_What the task asks:_ The required answer is every line of the data containing the word "LoadedSlate".

Collected data entries
= Beginning of Section =
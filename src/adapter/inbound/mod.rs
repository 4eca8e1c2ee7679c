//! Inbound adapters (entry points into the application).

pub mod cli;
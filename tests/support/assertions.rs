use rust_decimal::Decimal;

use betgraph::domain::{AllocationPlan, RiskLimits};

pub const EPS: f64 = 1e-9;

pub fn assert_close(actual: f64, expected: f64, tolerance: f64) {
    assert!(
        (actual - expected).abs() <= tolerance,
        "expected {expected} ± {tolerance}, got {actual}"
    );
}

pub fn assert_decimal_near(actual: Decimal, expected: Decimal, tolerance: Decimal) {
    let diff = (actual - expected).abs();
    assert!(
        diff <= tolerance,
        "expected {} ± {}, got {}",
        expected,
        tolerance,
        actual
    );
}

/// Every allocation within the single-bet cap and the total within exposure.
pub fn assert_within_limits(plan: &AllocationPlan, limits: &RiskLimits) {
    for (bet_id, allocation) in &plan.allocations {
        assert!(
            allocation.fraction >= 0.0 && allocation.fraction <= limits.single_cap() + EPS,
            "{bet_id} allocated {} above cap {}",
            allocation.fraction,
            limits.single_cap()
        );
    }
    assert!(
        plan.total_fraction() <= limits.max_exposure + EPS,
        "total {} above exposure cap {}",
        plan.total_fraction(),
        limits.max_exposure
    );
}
= End of Section =
= Beginning of Section =
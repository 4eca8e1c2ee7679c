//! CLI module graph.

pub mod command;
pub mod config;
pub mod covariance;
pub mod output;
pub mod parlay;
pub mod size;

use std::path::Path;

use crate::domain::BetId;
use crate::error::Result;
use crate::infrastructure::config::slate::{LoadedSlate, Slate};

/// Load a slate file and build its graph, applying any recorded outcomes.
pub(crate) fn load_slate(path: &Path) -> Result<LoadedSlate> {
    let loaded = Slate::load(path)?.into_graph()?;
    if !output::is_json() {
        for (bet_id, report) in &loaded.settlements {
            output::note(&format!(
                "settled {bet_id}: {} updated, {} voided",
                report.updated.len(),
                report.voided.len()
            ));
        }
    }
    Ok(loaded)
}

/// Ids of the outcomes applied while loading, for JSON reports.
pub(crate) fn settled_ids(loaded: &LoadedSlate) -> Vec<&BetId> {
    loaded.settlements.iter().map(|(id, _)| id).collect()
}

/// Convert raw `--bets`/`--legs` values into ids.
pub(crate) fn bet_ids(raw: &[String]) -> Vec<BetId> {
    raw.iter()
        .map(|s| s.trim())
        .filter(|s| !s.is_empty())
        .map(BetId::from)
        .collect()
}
= End of Section =
_Answer for the task:_
use crate::infrastructure::config::slate::{LoadedSlate, Slate};
pub(crate) fn load_slate(path: &Path) -> Result<LoadedSlate> {
pub(crate) fn settled_ids(loaded: &LoadedSlate) -> Vec<&BetId> {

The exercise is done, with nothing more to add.